[Exercise goal] For the data below, report how many lines include the word "measure", and write nothing else.
[Materials provided — start]
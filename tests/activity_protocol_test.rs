// ==========================================
// 活动资源协议集成测试
// ==========================================
// 测试范围:
// 1. 检查阶段: 未跟踪资源、幂等性、转换
// 2. 短缺策略: ReportErrorAndStop / SkipActivity / UseAvailable*
// 3. 编程错误: 缺少所属活动、外部所属对象、未计算的伴生度量值
// 4. 伴生组件: 问题哨兵值、跟随父活动策略
// ==========================================

mod helpers;

use activity_resource_engine::domain::request::RequestOwner;
use activity_resource_engine::engine::{
    ActivityFee, ActivityFolder, ActivityTree, CompanionLabels, CompanionMetric, FixedDemand,
    FixedDemandBehavior, NoTransmutation, TransmutationRule, TransmutationRules,
};
use activity_resource_engine::{
    Activity, ActivityStatus, CompanionKind, EngineError, ResourceKind, ResourceRequest,
    ResourcesHolder, ShortfallPolicy, StockResource,
};
use helpers::engine_harness::{performed_count, CountingBehavior, Harness};
use uuid::Uuid;

fn hay_holder(amount: f64) -> ResourcesHolder {
    ResourcesHolder::new().with_stock(StockResource::new("Hay", amount))
}

fn fixed(name: &str, demands: Vec<FixedDemand>) -> Activity {
    Activity::new(name, Box::new(FixedDemandBehavior::new(demands)))
}

// ==========================================
// 检查阶段
// ==========================================

#[test]
fn test_untracked_resource_never_constrains() {
    let mut harness = Harness::new(ResourcesHolder::new());
    let (behavior, performed) = CountingBehavior::new(vec![ResourceRequest::new(
        Some(ResourceKind::Stock("Water".to_string())),
        10.0,
    )]);
    let mut activity = Activity::new("Irrigate", Box::new(behavior));

    harness.run(&mut activity, &NoTransmutation).unwrap();

    let request = &activity.resource_requests()[0];
    assert_eq!(request.available, 10.0);
    assert_eq!(request.provided, 10.0);
    assert_eq!(activity.status(), ActivityStatus::Success);
    assert_eq!(performed_count(&performed), 1);
    assert!(harness.listener.shortfalls().is_empty());
}

#[test]
fn test_check_is_idempotent() {
    let mut harness = Harness::new(hay_holder(6.0));
    let mut activity = fixed("Feed", vec![]).with_policy(ShortfallPolicy::UseAvailableResources);
    let owner = RequestOwner::Activity(activity.id());
    let mut requests = vec![ResourceRequest::stock("Hay", 10.0).with_owner(owner)];

    let mut ctx = harness.context(&NoTransmutation);
    activity
        .check_resource_list(&mut requests, &mut ctx, Uuid::new_v4())
        .unwrap();
    let first = requests[0].available;
    activity
        .check_resource_list(&mut requests, &mut ctx, Uuid::new_v4())
        .unwrap();

    assert_eq!(first, 6.0);
    assert_eq!(requests[0].available, first);
    assert_eq!(harness.resources.stock_amount("Hay"), Some(6.0));
}

#[test]
fn test_take_removes_short_requests_that_disallow_partial() {
    let mut harness = Harness::new(hay_holder(4.0));
    let mut activity = fixed("Feed", vec![]).with_policy(ShortfallPolicy::SkipActivity);
    let owner = RequestOwner::Activity(activity.id());
    let mut requests = vec![ResourceRequest::stock("Hay", 10.0).with_owner(owner)];
    requests[0].available = 4.0;
    activity.set_status(ActivityStatus::NotNeeded);

    let mut ctx = harness.context(&NoTransmutation);
    let taken = activity.take_resource_list(&mut requests, &mut ctx).unwrap();

    assert!(taken);
    assert!(requests.is_empty());
    assert_eq!(harness.resources.stock_amount("Hay"), Some(4.0));
}

#[test]
fn test_transmutation_covers_shortfall() {
    let mut harness = Harness::new(
        hay_holder(4.0).with_stock(StockResource::new("Cash", 100.0)),
    );
    let rules = TransmutationRules::new(vec![TransmutationRule {
        target: "Hay".to_string(),
        source: "Cash".to_string(),
        source_per_unit: 2.0,
    }]);
    let mut demand = FixedDemand::stock("Hay", 10.0);
    demand.allow_transmutation = true;
    let mut activity = fixed("Feed", vec![demand]).with_policy(ShortfallPolicy::ReportErrorAndStop);

    harness.run(&mut activity, &rules).unwrap();

    assert_eq!(activity.status(), ActivityStatus::Success);
    assert_eq!(harness.resources.stock_amount("Cash"), Some(88.0));
    assert_eq!(harness.resources.stock_amount("Hay"), Some(0.0));
    assert!(harness.listener.shortfalls().is_empty());
}

// ==========================================
// 短缺策略
// ==========================================

#[test]
fn test_report_error_and_stop_in_check_phase() {
    let mut harness = Harness::new(hay_holder(4.0));
    let mut demand = FixedDemand::stock("Hay", 10.0);
    demand.allow_transmutation = true;
    let mut tree = ActivityTree::new("Farm");
    let herd = tree.add_activity(None, Activity::new("Herd", Box::new(ActivityFolder))).unwrap();
    let feed = tree
        .add_activity(
            Some(herd),
            fixed("Feed", vec![demand]).with_policy(ShortfallPolicy::ReportErrorAndStop),
        )
        .unwrap();
    let activity = tree.activity_mut(feed).unwrap();

    let err = harness.run(activity, &NoTransmutation).unwrap_err();

    assert!(matches!(err, EngineError::InsufficientResources { .. }));
    assert!(err.to_string().contains("Farm.Herd.Feed"));
    assert_eq!(activity.status(), ActivityStatus::Critical);
    // 终止前已上报短缺
    assert_eq!(harness.listener.shortfalls().len(), 1);
    assert_eq!(harness.resources.stock_amount("Hay"), Some(4.0));
}

#[test]
fn test_report_error_and_stop_in_report_phase() {
    let mut harness = Harness::new(hay_holder(4.0));
    let mut activity = fixed("Feed", vec![FixedDemand::stock("Hay", 10.0)])
        .with_policy(ShortfallPolicy::ReportErrorAndStop);

    let err = harness.run(&mut activity, &NoTransmutation).unwrap_err();

    assert!(matches!(err, EngineError::ComponentShortfall { .. }));
    assert!(err.is_policy_stop());
    assert_eq!(activity.status(), ActivityStatus::Critical);
    assert_eq!(harness.listener.shortfalls().len(), 1);
    assert_eq!(harness.resources.stock_amount("Hay"), Some(4.0));
}

#[test]
fn test_skip_activity_takes_nothing_and_does_not_perform() {
    let mut harness = Harness::new(hay_holder(4.0));
    let (behavior, performed) =
        CountingBehavior::new(vec![ResourceRequest::stock("Hay", 10.0)]);
    let mut activity =
        Activity::new("Feed", Box::new(behavior)).with_policy(ShortfallPolicy::SkipActivity);

    harness.run(&mut activity, &NoTransmutation).unwrap();

    assert_eq!(activity.status(), ActivityStatus::Skipped);
    assert_eq!(performed_count(&performed), 0);
    assert_eq!(harness.resources.stock_amount("Hay"), Some(4.0));
    assert_eq!(harness.listener.shortfalls().len(), 1);
}

#[test]
fn test_use_available_resources_is_partial() {
    let mut harness = Harness::new(hay_holder(4.0));
    let (behavior, performed) =
        CountingBehavior::new(vec![ResourceRequest::stock("Hay", 10.0)]);
    let mut activity = Activity::new("Feed", Box::new(behavior))
        .with_policy(ShortfallPolicy::UseAvailableResources);

    harness.run(&mut activity, &NoTransmutation).unwrap();

    assert_eq!(activity.status(), ActivityStatus::Partial);
    assert_eq!(performed_count(&performed), 1);
    assert_eq!(activity.resource_requests()[0].provided, 4.0);
    assert_eq!(harness.resources.stock_amount("Hay"), Some(0.0));
}

#[test]
fn test_unscaled_shortfall_only_warns() {
    let mut harness = Harness::new(hay_holder(5.0).with_stock(StockResource::new("Grain", 100.0)));
    let mut activity = fixed(
        "Feed",
        vec![FixedDemand::stock("Hay", 10.0), FixedDemand::stock("Grain", 10.0)],
    )
    .with_policy(ShortfallPolicy::UseAvailableWithImplications);

    harness.run(&mut activity, &NoTransmutation).unwrap();

    assert_eq!(activity.status(), ActivityStatus::Partial);
    assert!(activity.status_message().contains("0.500"));
    // 未缩减: 其余资源按原需求扣减
    assert_eq!(harness.resources.stock_amount("Grain"), Some(90.0));
}

#[test]
fn test_scaling_behavior_reduces_other_requests() {
    let mut harness = Harness::new(hay_holder(5.0).with_stock(StockResource::new("Grain", 100.0)));
    let behavior = FixedDemandBehavior::new(vec![
        FixedDemand::stock("Hay", 10.0),
        FixedDemand::stock("Grain", 10.0),
    ])
    .scaling();
    let mut activity = Activity::new("Feed", Box::new(behavior))
        .with_policy(ShortfallPolicy::UseAvailableWithImplications);

    harness.run(&mut activity, &NoTransmutation).unwrap();

    assert!(activity.status_message().is_empty());
    assert_eq!(harness.resources.stock_amount("Grain"), Some(95.0));
    assert_eq!(harness.resources.stock_amount("Hay"), Some(0.0));
}

// ==========================================
// 编程错误
// ==========================================

#[test]
fn test_request_without_owner_is_fatal() {
    let mut harness = Harness::new(hay_holder(10.0));
    let mut activity = fixed("Feed", vec![]);
    let mut requests = vec![ResourceRequest::stock("Hay", 1.0)];

    let mut ctx = harness.context(&NoTransmutation);
    let err = activity
        .check_resource_list(&mut requests, &mut ctx, Uuid::new_v4())
        .unwrap_err();
    assert!(matches!(err, EngineError::MissingActivityModel { .. }));
}

#[test]
fn test_foreign_owner_is_fatal() {
    let mut harness = Harness::new(hay_holder(10.0));
    let mut activity = fixed("Feed", vec![]);
    let other = fixed("Other", vec![]);
    let mut requests =
        vec![ResourceRequest::stock("Hay", 1.0).with_owner(RequestOwner::Activity(other.id()))];

    let mut ctx = harness.context(&NoTransmutation);
    let err = activity
        .check_resource_list(&mut requests, &mut ctx, Uuid::new_v4())
        .unwrap_err();
    assert!(matches!(err, EngineError::UnsupportedRequestOwner { .. }));
}

#[test]
fn test_unset_companion_value_is_fatal() {
    let mut harness = Harness::new(ResourcesHolder::new());
    let behavior = FixedDemandBehavior::default()
        .with_labels(CompanionKind::ActivityFee, CompanionLabels::new(&[], &["fixed"]));
    let mut fee = ActivityFee::new("Levy", "Bank", 5.0);
    fee.measure = "fixed".to_string();
    let mut activity = Activity::new("Sell", Box::new(behavior)).with_companion(Box::new(fee));
    activity.start_of_simulation().unwrap();

    let err = harness.run(&mut activity, &NoTransmutation).unwrap_err();
    assert!(matches!(err, EngineError::CompanionValueUnset { .. }));
}

// ==========================================
// 伴生组件
// ==========================================

fn fee_activity(metric: CompanionMetric, policy: ShortfallPolicy) -> Activity {
    let behavior = FixedDemandBehavior::default()
        .with_labels(CompanionKind::ActivityFee, CompanionLabels::new(&[], &["per head"]))
        .with_metric(metric);
    let mut fee = ActivityFee::new("Levy", "Bank", 5.0);
    fee.measure = "per head".to_string();
    let mut activity = Activity::new("Sell", Box::new(behavior))
        .with_policy(policy)
        .with_companion(Box::new(fee));
    activity.start_of_simulation().unwrap();
    activity
}

#[test]
fn test_companion_problem_value_is_warning() {
    let mut harness = Harness::new(ResourcesHolder::new().with_stock(StockResource::new("Bank", 100.0)));
    let mut activity = fee_activity(
        CompanionMetric::problem(CompanionKind::ActivityFee, "", "per head"),
        ShortfallPolicy::UseAvailableResources,
    );

    harness.run(&mut activity, &NoTransmutation).unwrap();

    assert_eq!(activity.status(), ActivityStatus::Success);
    assert_eq!(activity.companion_status(0), Some(ActivityStatus::Warning));
    assert!(activity.status_message().contains("Levy"));
    assert_eq!(harness.resources.stock_amount("Bank"), Some(100.0));
}

#[test]
fn test_fee_follows_parent_policy() {
    let mut harness = Harness::new(ResourcesHolder::new().with_stock(StockResource::new("Bank", 20.0)));
    let mut activity = fee_activity(
        CompanionMetric::new(CompanionKind::ActivityFee, "", "per head", 10.0),
        ShortfallPolicy::SkipActivity,
    );

    harness.run(&mut activity, &NoTransmutation).unwrap();

    assert_eq!(activity.status(), ActivityStatus::Skipped);
    assert_eq!(harness.resources.stock_amount("Bank"), Some(20.0));
    let shortfalls = harness.listener.shortfalls();
    assert_eq!(shortfalls.len(), 1);
    assert_eq!(shortfalls[0].required, 50.0);
    assert_eq!(
        shortfalls[0].companion.as_ref().map(|c| c.kind),
        Some(CompanionKind::ActivityFee)
    );
}

#[test]
fn test_fee_paid_from_account() {
    let mut harness = Harness::new(ResourcesHolder::new().with_stock(StockResource::new("Bank", 100.0)));
    let mut activity = fee_activity(
        CompanionMetric::new(CompanionKind::ActivityFee, "", "per head", 4.0),
        ShortfallPolicy::UseAvailableResources,
    );

    harness.run(&mut activity, &NoTransmutation).unwrap();

    assert_eq!(activity.status(), ActivityStatus::Success);
    assert_eq!(activity.companion_status(0), Some(ActivityStatus::Success));
    assert_eq!(harness.resources.stock_amount("Bank"), Some(80.0));
}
[Materials provided — finish]
[Your solution] 2